Treatment Response, Tumor Infiltrating Lymphocytes and Clinical Outcomes in Inflammatory Breast Cancer-Treated with Neoadjuvant Systemic Therapy

Abstract

Inflammatory breast cancer (IBC) is a rare (1%-5%), aggressive form of breast cancer, accounting for approximately 10% of breast cancer mortality. In the localized setting, standard of care is neoadjuvant chemotherapy (NACT) ± anti-HER2 therapy, followed by surgery. Here we investigated associations between clinicopathologic variables, stromal tumor-infiltrating lymphocytes (sTIL), and pathologic complete response (pCR), and the prognostic value of pCR. We included 494 localized patients with IBC treated with NACT from October 1996 to October 2021 in eight European hospitals. Standard clinicopathologic variables were collected and central pathologic review was performed, including sTIL. Associations were assessed using Firth logistic regression models. Cox regressions were used to evaluate the role of pCR and residual cancer burden (RCB) on disease-free survival (DFS), distant recurrence-free survival (DRFS), and overall survival (OS). Distribution according to receptor status was as follows: 26.4% estrogen receptor negative (ER-)/HER2-; 22.0% ER-/HER2+; 37.4% ER+/HER2-, and 14.1% ER+/HER2+. Overall pCR rate was 26.3%, being highest in the HER2+ groups (45.9% for ER-/HER2+ and 42.9% for ER+/HER2+). sTILs were low (median: 5.3%), being highest in the ER-/HER2- group (median: 10%). High tumor grade, ER negativity, HER2 positivity, higher sTILs, and taxane-based NACT were significantly associated with pCR. pCR was associated with improved DFS, DRFS, and OS in multivariable analyses. RCB score in patients not achieving pCR was independently associated with survival. In conclusion, sTILs were low in IBC, but were predictive of pCR. Both pCR and RCB have an independent prognostic role in IBC treated with NACT.

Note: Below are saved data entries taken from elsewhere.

//! The per-user account ledger: spendable balance, locked investment total,
//! and win/loss counters.
//!
//! All mutation goes through [`AccountDelta`], a signed adjustment applied
//! atomically by the persistence layer. Partial overwrites (registration,
//! profile-style updates) use [`AccountPatch`] with merge semantics.

use crate::error::TradeError;
use rust_decimal::Decimal;
use serde::{Deserialize, Serialize};

/// The persisted per-user ledger.
#[derive(Debug, Clone, Default, PartialEq, Eq, Serialize, Deserialize)]
pub struct AccountRecord {
    /// Spendable funds. Never negative.
    pub balance: Decimal,
    /// Sum currently locked in running positions. Never negative.
    pub total_invested: Decimal,
    /// Number of positions resolved as wins.
    pub wins: u32,
    /// Number of positions resolved as losses.
    pub losses: u32,
    /// Set once the first verified deposit lands; gates certain flows.
    pub has_deposited: bool,
}

impl AccountRecord {
    /// Creates a fresh record with the given spendable balance.
    #[must_use]
    pub fn with_balance(balance: Decimal) -> Self {
        Self {
            balance,
            ..Self::default()
        }
    }

    /// Overwrites the fields present in `patch`, leaving the rest untouched.
    pub fn merge(&mut self, patch: &AccountPatch) {
        if let Some(balance) = patch.balance {
            self.balance = balance;
        }
        if let Some(total_invested) = patch.total_invested {
            self.total_invested = total_invested;
        }
        if let Some(wins) = patch.wins {
            self.wins = wins;
        }
        if let Some(losses) = patch.losses {
            self.losses = losses;
        }
        if let Some(has_deposited) = patch.has_deposited {
            self.has_deposited = has_deposited;
        }
    }

    /// Applies a signed delta, returning the adjusted record.
    ///
    /// `total_invested` is clamped at zero; a delta that would drive
    /// `balance` negative is rejected and nothing changes.
    ///
    /// # Errors
    /// Returns [`TradeError::InsufficientFunds`] when the balance adjustment
    /// cannot be covered.
    pub fn apply(&self, delta: &AccountDelta) -> Result<Self, TradeError> {
        let balance = self.balance + delta.balance;
        if balance < Decimal::ZERO {
            return Err(TradeError::insufficient_funds(-delta.balance, self.balance));
        }

        let total_invested = (self.total_invested + delta.total_invested).max(Decimal::ZERO);

        Ok(Self {
            balance,
            total_invested,
            wins: self.wins + delta.wins,
            losses: self.losses + delta.losses,
            has_deposited: delta.has_deposited.unwrap_or(self.has_deposited),
        })
    }
}

/// Partial account record with merge semantics: only present fields
/// overwrite on [`AccountRecord::merge`].
#[derive(Debug, Clone, Default, Serialize, Deserialize)]
pub struct AccountPatch {
    pub balance: Option<Decimal>,
    pub total_invested: Option<Decimal>,
    pub wins: Option<u32>,
    pub losses: Option<u32>,
    pub has_deposited: Option<bool>,
}

impl AccountPatch {
    /// Patch that only sets the spendable balance.
    #[must_use]
    pub fn with_balance(balance: Decimal) -> Self {
        Self {
            balance: Some(balance),
            ..Self::default()
        }
    }
}

/// A signed ledger adjustment, applied atomically by the store.
///
/// The four mutation shapes of the simulation (open, win, loss, deposit)
/// each have a constructor, so arithmetic lives in one place and callers
/// never read-modify-write a cached record.
#[derive(Debug, Clone, Default, Serialize, Deserialize)]
pub struct AccountDelta {
    /// Signed adjustment to the spendable balance.
    pub balance: Decimal,
    /// Signed adjustment to the locked investment total.
    pub total_invested: Decimal,
    /// Win counter increment.
    pub wins: u32,
    /// Loss counter increment.
    pub losses: u32,
    /// Optional flip of the deposit gate.
    pub has_deposited: Option<bool>,
}

impl AccountDelta {
    /// A position opens: debit the balance, lock the principal.
    #[must_use]
    pub fn open(amount: Decimal) -> Self {
        Self {
            balance: -amount,
            total_invested: amount,
            ..Self::default()
        }
    }

    /// A position resolves as a win: principal plus profit return to the
    /// balance, the principal unlocks, the win counter bumps.
    #[must_use]
    pub fn win(principal: Decimal, profit: Decimal) -> Self {
        Self {
            balance: principal + profit,
            total_invested: -principal,
            wins: 1,
            ..Self::default()
        }
    }

    /// A position resolves as a loss: no principal returns, the principal
    /// unlocks, the loss counter bumps.
    #[must_use]
    pub fn loss(principal: Decimal) -> Self {
        Self {
            total_invested: -principal,
            losses: 1,
            ..Self::default()
        }
    }

    /// A verified deposit credits the balance and flips the deposit gate.
    #[must_use]
    pub fn deposit(amount: Decimal) -> Self {
        Self {
            balance: amount,
            has_deposited: Some(true),
            ..Self::default()
        }
    }
}

#[cfg(test)]
mod tests {
    use super::*;
    use rust_decimal_macros::dec;

    #[test]
    fn open_delta_moves_balance_into_invested() {
        let account = AccountRecord::with_balance(dec!(1000));
        let updated = account.apply(&AccountDelta::open(dec!(300))).unwrap();

        assert_eq!(updated.balance, dec!(700));
        assert_eq!(updated.total_invested, dec!(300));
        assert_eq!(updated.wins, 0);
        assert_eq!(updated.losses, 0);
    }

    #[test]
    fn win_delta_returns_principal_plus_profit() {
        let account = AccountRecord {
            balance: dec!(700),
            total_invested: dec!(300),
            ..AccountRecord::default()
        };
        let updated = account
            .apply(&AccountDelta::win(dec!(300), dec!(66.25)))
            .unwrap();

        assert_eq!(updated.balance, dec!(1066.25));
        assert_eq!(updated.total_invested, dec!(0));
        assert_eq!(updated.wins, 1);
    }

    #[test]
    fn loss_delta_leaves_balance_untouched() {
        let account = AccountRecord {
            balance: dec!(700),
            total_invested: dec!(300),
            ..AccountRecord::default()
        };
        let updated = account.apply(&AccountDelta::loss(dec!(300))).unwrap();

        assert_eq!(updated.balance, dec!(700));
        assert_eq!(updated.total_invested, dec!(0));
        assert_eq!(updated.losses, 1);
    }

    #[test]
    fn invested_total_clamps_at_zero() {
        let account = AccountRecord {
            balance: dec!(500),
            total_invested: dec!(100),
            ..AccountRecord::default()
        };
        let updated = account.apply(&AccountDelta::loss(dec!(250))).unwrap();

        assert_eq!(updated.total_invested, dec!(0));
    }

    #[test]
    fn overdraw_is_rejected_without_mutation() {
        let account = AccountRecord::with_balance(dec!(100));
        let err = account.apply(&AccountDelta::open(dec!(250))).unwrap_err();

        assert!(matches!(
            err,
            TradeError::InsufficientFunds {
                required,
                available,
            } if required == dec!(250) && available == dec!(100)
        ));
        // The source record is untouched by a rejected apply.
        assert_eq!(account.balance, dec!(100));
        assert_eq!(account.total_invested, dec!(0));
    }

    #[test]
    fn deposit_delta_flips_gate() {
        let account = AccountRecord::default();
        assert!(!account.has_deposited);

        let updated = account.apply(&AccountDelta::deposit(dec!(250))).unwrap();
        assert_eq!(updated.balance, dec!(250));
        assert!(updated.has_deposited);
    }

    #[test]
    fn merge_overwrites_only_present_fields() {
        let mut account = AccountRecord {
            balance: dec!(100),
            total_invested: dec!(50),
            wins: 3,
            losses: 1,
            has_deposited: true,
        };

        account.merge(&AccountPatch::with_balance(dec!(999)));

        assert_eq!(account.balance, dec!(999));
        assert_eq!(account.total_invested, dec!(50));
        assert_eq!(account.wins, 3);
        assert!(account.has_deposited);
    }

    #[test]
    fn record_serialization_roundtrip() {
        let account = AccountRecord {
            balance: dec!(420.69),
            total_invested: dec!(100),
            wins: 7,
            losses: 1,
            has_deposited: true,
        };

        let json = serde_json::to_string(&account).unwrap();
        let back: AccountRecord = serde_json::from_str(&json).unwrap();
        assert_eq!(back, account);
    }
}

Significance: IBC is a rare, but very aggressive type of breast cancer. The prognostic role of pCR after systemic therapy and the predictive value of sTILs for pCR are well established in the general breast cancer population; however, only limited information is available in IBC. We assembled the largest retrospective IBC series so far and demonstrated that sTIL is predictive of pCR. We emphasize that reaching pCR remains of utmost importance in IBC.

FIGURE 1

sTIL scoring and its association with clinicopathological features in all patients. A, Distribution of sTIL (continuous) in the entire cohort and in subtypes. B, Distribution of sTIL (category) in the entire cohort and in subtypes. C, Forest plots showing the association of sTIL (continuous) and sTIL (categorical) with standard clinicopathologic variables evaluated by regression analyses in all patients.

FIGURE 2

Association of pCR with clinicopathologic features and treatment in all patients. A–C, Forest plots showing the association of pCR with standard clinicopathologic and treatment variables (A), with sTILs (continuous %; B), and with sTILs (categorical; C) evaluated by regression analyses in all patients.

FIGURE 3

Association of RCB with clinicopathologic features and treatment in all patients. A–C, Forest plots showing the association of RCB, either as RCB class or continuous RCB score, with standard clinicopathologic and treatment variables (A), with sTILs (continuous %; B), and with sTILs (categorical; C) evaluated by regression analyses in all patients. Analyses were performed on the subset of patients diagnosed and treated at UZ Leuven, Belgium.

FIGURE 4

Association of pCR with DFS. A, Kaplan–Meier curves of DFS according to pCR. B, Forest plots showing the association of pCR and standard clinicopathologic and treatment variables with DFS quantified by Cox regression.

FIGURE 5

Association of pCR with OS. A, Kaplan–Meier curves of OS according to pCR. B, Forest plots showing the association of pCR and standard clinicopathologic and treatment variables with OS quantified by Cox regression.